Não sei porque, depois daquele dia, uns outros rapazes falavam da beleza das formas dela e deixei escapar aquela frase um tanto piegas, de que ela era feita de mármore. Eu me referia é claro à perfeição de formas como se fossem especialmente esculpidas, mas a versão que acabou correndo de boca em boca e consolidando o apelido fatal cuja autoria me fora injustamente atribuída foi “bunda de mármore”, o que me custou para sempre aquela menina que era tão promissora.
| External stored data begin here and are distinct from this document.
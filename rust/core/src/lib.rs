// This Source Code Form is subject to the terms of the Mozilla Public
// License, v. 2.0. If a copy of the MPL was not distributed with this
// file, You can obtain one at https://mozilla.org/MPL/2.0/.

//! # BIM-FM Core
//!
//! Domain types shared by the BIM-FM front-end crates.
//!
//! ## Overview
//!
//! - **Records**: [`ModelFile`], [`Asset`], [`Inspection`], [`Photo`] as the
//!   backend returns them
//! - **Wire values**: [`Severity`] (1 = critical .. 4 = good) and
//!   [`ConditionStatus`], preserved exactly as encoded by the backend
//! - **Forms**: drafts holding raw user input and their validated payloads
//! - **Aggregates**: dashboard counters and condition shares
//!
//! ## Quick Start
//!
//! ```rust,ignore
//! use bimfm_core::{InspectionDraft, DashboardStats};
//!
//! let mut draft = InspectionDraft::new(Some(2));
//! draft.code = "INS-01".into();
//! draft.location = "Floor 3".into();
//! let payload = draft.validate()?;
//!
//! let stats = DashboardStats::compute(&files, &assets, &inspections);
//! println!("critical assets: {}", stats.critical_assets);
//! ```

pub mod condition;
pub mod error;
pub mod forms;
pub mod model;
pub mod severity;
pub mod stats;
pub mod time;

pub use condition::{condition_color, condition_text, ConditionStatus};
pub use error::{ValidationError, ValidationErrors, ValueError};
pub use forms::{
    validate_model_filename, AssetUpdate, AssetUpdateDraft, InspectionDraft, InspectionUpdate,
    InspectionUpdateDraft, NewInspection,
};
pub use model::{unnamed_asset, AnalysisResult, Asset, AssetStatistics, Inspection, ModelFile, Photo};
pub use severity::{severity_color, severity_label, Severity};
pub use stats::{condition_breakdown, recent_inspections, ConditionBar, DashboardStats};
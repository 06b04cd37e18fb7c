// This Source Code Form is subject to the terms of the Mozilla Public
// License, v. 2.0. If a copy of the MPL was not distributed with this
// file, You can obtain one at https://mozilla.org/MPL/2.0/.

//! BIM-FM web front-end.
//!
//! Server-rendered pages over the BIM-FM backend. Every page reads through
//! one shared [`QueryCache`]; form posts run mutations that invalidate the
//! cache entries they change and redirect with `303 See Other`.
//!
//! # Pages
//!
//! - `GET /` - Dashboard
//! - `GET /viewer`, `GET /viewer/:file_id` - 3D viewer scaffold, `POST /viewer/upload`
//! - `GET /assets` - Assets, filterable by `condition_status`
//! - `GET /assets/:id` - Asset detail, `POST` to update
//! - `GET /inspections` - Inspections, `POST` to create
//! - `GET /inspections/new` - New inspection form
//! - `GET /inspections/:id` - Inspection detail, `POST` to update,
//!   `POST /inspections/:id/delete` to delete
//! - `GET /health` - Health check (JSON)

use axum::{
    extract::DefaultBodyLimit,
    routing::{get, post},
    Router,
};
use bimfm_client::{ApiClient, QueryCache};
use std::sync::Arc;
use std::time::Duration;
use tower_http::{compression::CompressionLayer, timeout::TimeoutLayer, trace::TraceLayer};

pub mod config;
pub mod error;
pub mod routes;
pub mod views;

pub use config::Config;
pub use error::WebError;

/// Application state shared across handlers.
#[derive(Clone)]
pub struct AppState {
    pub api: ApiClient,
    pub cache: QueryCache,
    pub config: Arc<Config>,
}

impl AppState {
    /// Connect to the backend at `config.api_url` with an empty cache.
    pub fn new(config: Config) -> Result<Self, reqwest::Error> {
        let http = reqwest::Client::builder()
            .user_agent(concat!("bimfm-web/", env!("CARGO_PKG_VERSION")))
            .build()?;
        Ok(Self {
            api: ApiClient::with_http(&config.api_url, http),
            cache: QueryCache::with_stale_time(config.cache_grace(), config.cache_stale_time()),
            config: Arc::new(config),
        })
    }
}

/// Build the router with all pages and middleware.
pub fn router(state: AppState) -> Router {
    let config = Arc::clone(&state.config);

    Router::new()
        .route("/", get(routes::dashboard::page))
        .route("/health", get(routes::health::check))
        // Viewer
        .route("/viewer", get(routes::viewer::index))
        .route("/viewer/upload", post(routes::viewer::upload))
        .route("/viewer/:file_id", get(routes::viewer::page))
        // Assets
        .route("/assets", get(routes::assets::list))
        .route("/assets/:id", get(routes::assets::detail).post(routes::assets::update))
        // Inspections
        .route(
            "/inspections",
            get(routes::inspections::list).post(routes::inspections::create),
        )
        .route("/inspections/new", get(routes::inspections::new_form))
        .route(
            "/inspections/:id",
            get(routes::inspections::detail).post(routes::inspections::update),
        )
        .route("/inspections/:id/delete", post(routes::inspections::delete))
        .fallback(routes::not_found)
        // Middleware
        .layer(DefaultBodyLimit::max(config.max_upload_bytes())) // Model files and photos
        .layer(CompressionLayer::new())
        .layer(TimeoutLayer::new(Duration::from_secs(config.request_timeout_secs)))
        .layer(TraceLayer::new_for_http())
        .with_state(state)
}
// This Source Code Form is subject to the terms of the Mozilla Public
// License, v. 2.0. If a copy of the MPL was not distributed with this
// file, You can obtain one at https://mozilla.org/MPL/2.0/.

//! Cache behaviour against counting fetchers.

use bimfm_client::{FetchStatus, Query, QueryCache, QueryKey, TransportError, DEFAULT_GRACE_PERIOD};
use std::sync::atomic::{AtomicBool, AtomicUsize, Ordering};
use std::sync::Arc;
use std::time::Duration;

/// A query whose value is the number of fetches performed so far.
fn counting(key: QueryKey, calls: &Arc<AtomicUsize>, delay: Duration) -> Query<usize> {
    let calls = Arc::clone(calls);
    Query::new(key, move || {
        let calls = Arc::clone(&calls);
        async move {
            tokio::time::sleep(delay).await;
            Ok(calls.fetch_add(1, Ordering::SeqCst) + 1)
        }
    })
}

#[tokio::test]
async fn test_concurrent_fetches_share_one_request() {
    let cache = QueryCache::default();
    let calls = Arc::new(AtomicUsize::new(0));
    let query = counting(QueryKey::new("assets"), &calls, Duration::from_millis(50));

    let results = futures::future::join_all((0..5).map(|_| cache.fetch(&query))).await;

    assert_eq!(calls.load(Ordering::SeqCst), 1);
    for result in results {
        assert_eq!(*result.unwrap(), 1);
    }
    assert_eq!(cache.len(), 1);
}

#[tokio::test]
async fn test_read_does_not_block() {
    let cache = QueryCache::with_stale_time(DEFAULT_GRACE_PERIOD, Duration::from_secs(3600));
    let calls = Arc::new(AtomicUsize::new(0));
    let query = counting(QueryKey::new("ifc_files"), &calls, Duration::from_millis(20));

    let first = cache.read(&query);
    assert!(first.is_loading());
    assert!(first.data.is_none());

    cache.fetch(&query).await.unwrap();
    let second = cache.read(&query);
    assert_eq!(second.status, FetchStatus::Success);
    assert_eq!(second.data.as_deref(), Some(&1));
    assert!(!second.stale);
    assert!(second.fetched_at.is_some());
    assert_eq!(calls.load(Ordering::SeqCst), 1);
}

#[tokio::test]
async fn test_fresh_value_is_served_without_refetch() {
    let cache = QueryCache::with_stale_time(DEFAULT_GRACE_PERIOD, Duration::from_secs(3600));
    let calls = Arc::new(AtomicUsize::new(0));
    let query = counting(QueryKey::new("assets"), &calls, Duration::ZERO);

    assert_eq!(*cache.fetch(&query).await.unwrap(), 1);
    assert_eq!(*cache.fetch(&query).await.unwrap(), 1);
    tokio::time::sleep(Duration::from_millis(20)).await;
    assert_eq!(calls.load(Ordering::SeqCst), 1);
}

#[tokio::test]
async fn test_aged_value_is_refreshed_in_background() {
    let cache = QueryCache::default();
    let calls = Arc::new(AtomicUsize::new(0));
    let query = counting(QueryKey::new("assets"), &calls, Duration::from_millis(10));

    assert_eq!(*cache.fetch(&query).await.unwrap(), 1);

    // Served from the cache at once; the refresh lands afterwards.
    assert_eq!(*cache.fetch(&query).await.unwrap(), 1);
    assert_eq!(calls.load(Ordering::SeqCst), 1);

    tokio::time::sleep(Duration::from_millis(100)).await;
    assert_eq!(calls.load(Ordering::SeqCst), 2);
    assert_eq!(*cache.fetch(&query).await.unwrap(), 2);
}

#[tokio::test]
async fn test_invalidate_without_subscriber_refetches_on_next_read() {
    let cache = QueryCache::default();
    let calls = Arc::new(AtomicUsize::new(0));
    let key = QueryKey::new("inspections");
    let query = counting(key.clone(), &calls, Duration::from_millis(10));

    cache.fetch(&query).await.unwrap();
    cache.invalidate(&key);

    // No observer: nothing is refetched yet.
    tokio::time::sleep(Duration::from_millis(30)).await;
    assert_eq!(calls.load(Ordering::SeqCst), 1);

    // The stale value is still served while the refresh runs.
    let stale = cache.read(&query);
    assert!(stale.stale);
    assert_eq!(stale.data.as_deref(), Some(&1));

    assert_eq!(*cache.fetch(&query).await.unwrap(), 2);
    assert_eq!(calls.load(Ordering::SeqCst), 2);
}

#[tokio::test]
async fn test_invalidate_with_subscriber_refetches_immediately() {
    let cache = QueryCache::default();
    let calls = Arc::new(AtomicUsize::new(0));
    let key = QueryKey::new("asset").param("id", 2);
    let query = counting(key.clone(), &calls, Duration::from_millis(10));

    let mut subscription = cache.subscribe(&query);
    assert_eq!(cache.subscriber_count(&key), 1);
    loop {
        let entry = subscription.changed().await.unwrap();
        if entry.status == FetchStatus::Success {
            break;
        }
    }

    cache.invalidate(&key);
    let refreshed = loop {
        let entry = subscription.changed().await.unwrap();
        if entry.status == FetchStatus::Success && !entry.stale {
            break entry;
        }
    };
    assert_eq!(refreshed.data.as_deref(), Some(&2));
    assert_eq!(calls.load(Ordering::SeqCst), 2);

    drop(subscription);
    assert_eq!(cache.subscriber_count(&key), 0);
}

#[tokio::test]
async fn test_invalidate_resource_matches_every_param_set() {
    let cache = QueryCache::default();
    let calls = Arc::new(AtomicUsize::new(0));
    let all = counting(QueryKey::new("assets"), &calls, Duration::ZERO);
    let critical = counting(
        QueryKey::new("assets").param("condition_status", "Critical"),
        &calls,
        Duration::ZERO,
    );
    let other = counting(QueryKey::new("ifc_files"), &calls, Duration::ZERO);

    cache.fetch(&all).await.unwrap();
    cache.fetch(&critical).await.unwrap();
    cache.fetch(&other).await.unwrap();
    cache.invalidate_resource("assets");

    assert!(cache.read(&all).stale);
    assert!(cache.read(&critical).stale);
    assert!(!cache.read(&other).stale);
}

#[tokio::test]
async fn test_failed_fetch_keeps_previous_value() {
    let cache = QueryCache::default();
    let key = QueryKey::new("asset_statistics").param("id", 1);
    let fail = Arc::new(AtomicBool::new(false));
    let flag = Arc::clone(&fail);
    let query = Query::new(key.clone(), move || {
        let fail = flag.load(Ordering::SeqCst);
        async move {
            if fail {
                Err(TransportError::new(Some(500), "Internal Server Error"))
            } else {
                Ok(7u64)
            }
        }
    });

    assert_eq!(*cache.fetch(&query).await.unwrap(), 7);
    fail.store(true, Ordering::SeqCst);
    cache.invalidate(&key);

    let err = cache.fetch(&query).await.unwrap_err();
    assert_eq!(err.status, Some(500));
    assert_eq!(cache.status(&key), Some(FetchStatus::Error));
    assert_eq!(cache.read(&query).data.as_deref(), Some(&7));
}

#[tokio::test]
async fn test_value_of_another_type_is_a_miss() {
    let cache = QueryCache::default();
    let key = QueryKey::new("ifc_file").param("id", 1);
    let number = Query::new(key.clone(), || async { Ok::<_, TransportError>(1u32) });
    let text = Query::new(key.clone(), || async { Ok::<_, TransportError>("model.ifc".to_string()) });

    cache.fetch(&number).await.unwrap();
    assert!(cache.read(&text).data.is_none());
    assert_eq!(cache.fetch(&text).await.unwrap().as_str(), "model.ifc");
}

#[tokio::test]
async fn test_dependent_query_runs_only_when_enabled() {
    let cache = QueryCache::default();
    let with_file = Query::new(QueryKey::new("asset").param("id", 1), || async {
        Ok::<_, TransportError>(Some(9i64))
    });
    let without_file = Query::new(QueryKey::new("asset").param("id", 2), || async {
        Ok::<_, TransportError>(None::<i64>)
    });
    let file_query = |file_id: &Option<i64>| {
        file_id.map(|id| {
            Query::new(QueryKey::new("ifc_file").param("id", id), move || async move {
                Ok::<_, TransportError>(format!("file-{}", id))
            })
        })
    };

    let enabled = cache.fetch_dependent(&with_file, file_query).await.unwrap();
    assert_eq!(*enabled.parent, Some(9));
    assert_eq!(enabled.child.unwrap().unwrap().as_str(), "file-9");

    let disabled = cache.fetch_dependent(&without_file, file_query).await.unwrap();
    assert!(disabled.child.is_none());
    // Two parents and the single enabled child.
    assert_eq!(cache.len(), 3);
}

#[tokio::test(start_paused = true)]
async fn test_unobserved_entry_is_evicted_after_grace() {
    let grace = Duration::from_secs(300);
    let cache = QueryCache::new(grace);
    let calls = Arc::new(AtomicUsize::new(0));
    let key = QueryKey::new("inspections");
    let query = counting(key.clone(), &calls, Duration::ZERO);

    cache.fetch(&query).await.unwrap();
    assert!(cache.contains(&key));

    tokio::time::sleep(grace / 2).await;
    assert!(cache.contains(&key));

    tokio::time::sleep(grace).await;
    assert!(!cache.contains(&key));
}

#[tokio::test(start_paused = true)]
async fn test_observed_entry_is_kept() {
    let grace = Duration::from_secs(300);
    let cache = QueryCache::new(grace);
    let calls = Arc::new(AtomicUsize::new(0));
    let key = QueryKey::new("assets");
    let query = counting(key.clone(), &calls, Duration::ZERO);

    let subscription = cache.subscribe(&query);
    tokio::time::sleep(grace * 3).await;
    assert!(cache.contains(&key));

    drop(subscription);
    tokio::time::sleep(grace + Duration::from_secs(1)).await;
    assert!(!cache.contains(&key));
    assert_eq!(calls.load(Ordering::SeqCst), 1);
}
// This Source Code Form is subject to the terms of the Mozilla Public
// License, v. 2.0. If a copy of the MPL was not distributed with this
// file, You can obtain one at https://mozilla.org/MPL/2.0/.

//! Error types for value parsing and client-side form validation.

use std::fmt;
use thiserror::Error;

/// A wire value outside its allowed domain.
#[derive(Debug, Clone, PartialEq, Eq, Error)]
pub enum ValueError {
    #[error("severity must be an integer between 1 and 4, got {0:?}")]
    Severity(String),

    #[error("condition score must be an integer between 1 and 4, got {0:?}")]
    ConditionScore(String),

    #[error("unknown condition status {0:?}")]
    ConditionStatus(String),

    #[error("invalid timestamp {0:?}")]
    Timestamp(String),
}

/// A single field-level validation failure.
///
/// Validation is advisory: it only blocks a submission before it is sent,
/// the backend remains the authority.
#[derive(Debug, Clone, PartialEq, Eq, Error)]
#[error("{field}: {message}")]
pub struct ValidationError {
    /// Name of the form field, as submitted.
    pub field: &'static str,
    /// Message shown next to the field.
    pub message: String,
}

impl ValidationError {
    pub fn new(field: &'static str, message: impl Into<String>) -> Self {
        Self {
            field,
            message: message.into(),
        }
    }

    pub fn required(field: &'static str) -> Self {
        Self::new(field, "Campo obrigatório")
    }
}

/// All validation failures of one form, in field order.
#[derive(Debug, Clone, Default, PartialEq, Eq)]
pub struct ValidationErrors {
    errors: Vec<ValidationError>,
}

impl ValidationErrors {
    pub fn new() -> Self {
        Self::default()
    }

    pub fn push(&mut self, error: ValidationError) {
        self.errors.push(error);
    }

    pub fn is_empty(&self) -> bool {
        self.errors.is_empty()
    }

    pub fn len(&self) -> usize {
        self.errors.len()
    }

    /// First error recorded for `field`.
    pub fn field(&self, field: &str) -> Option<&ValidationError> {
        self.errors.iter().find(|e| e.field == field)
    }

    pub fn iter(&self) -> impl Iterator<Item = &ValidationError> {
        self.errors.iter()
    }
}

impl From<ValidationError> for ValidationErrors {
    fn from(error: ValidationError) -> Self {
        Self {
            errors: vec![error],
        }
    }
}

impl fmt::Display for ValidationErrors {
    fn fmt(&self, f: &mut fmt::Formatter<'_>) -> fmt::Result {
        for (i, error) in self.errors.iter().enumerate() {
            if i > 0 {
                f.write_str("; ")?;
            }
            write!(f, "{}", error)?;
        }
        Ok(())
    }
}

impl std::error::Error for ValidationErrors {}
Apenas a imagem ficara, preservada em algum recanto obscuro da memória, por décadas e décadas a fio, esperando que algum dia um evento desencadeasse seu ressurgimento. Uma topada numa pedra, um espirro no ofuscamento do sol ou um momento de devaneio ao banho, não sei ao certo, e lá me veio de novo, tal como se fosse presente imediato, aquela imagem tão bem preservada e por tantos anos ocultas: eu, ela, a tensão, o vinho, a salada mista, os risos.
Tive que me segurar acometido pela vertigem do passado que me tragava e trazia à tona os cheiros, os tons de luzes, as sombras, texturas da pele. Fui tomado por uma enxurrada de memórias de um grande acervo que eu julgava para sempre perdido, ou sequer sabia existirem.
Magnífica máquina de realidade virtual que nosso cérebro se torna e nos permite enganá-lo, vivenciar a posteriori um momento tal qual na ocasião em que o mesmo acontecera, apenas, talvez, um pouco embaçado, com alguma informação ou outra faltando aqui e ali, uma foto antiga que parte já se apagou com o tempo. Traiçoeira habilidade, no entanto, que às vezes nos assalta assim de improviso, gratuitamente, e força-nos goela abaixo a memória que nem sempre é aquela que gostaríamos.
Somos o que pensamos e lembramos, o que nossos neurônios criam ao articular circuitos em sua longa rede elétrica de sinapses, que sempre se impõe, mas de forma gentil, para nos dar a ilusão de controle.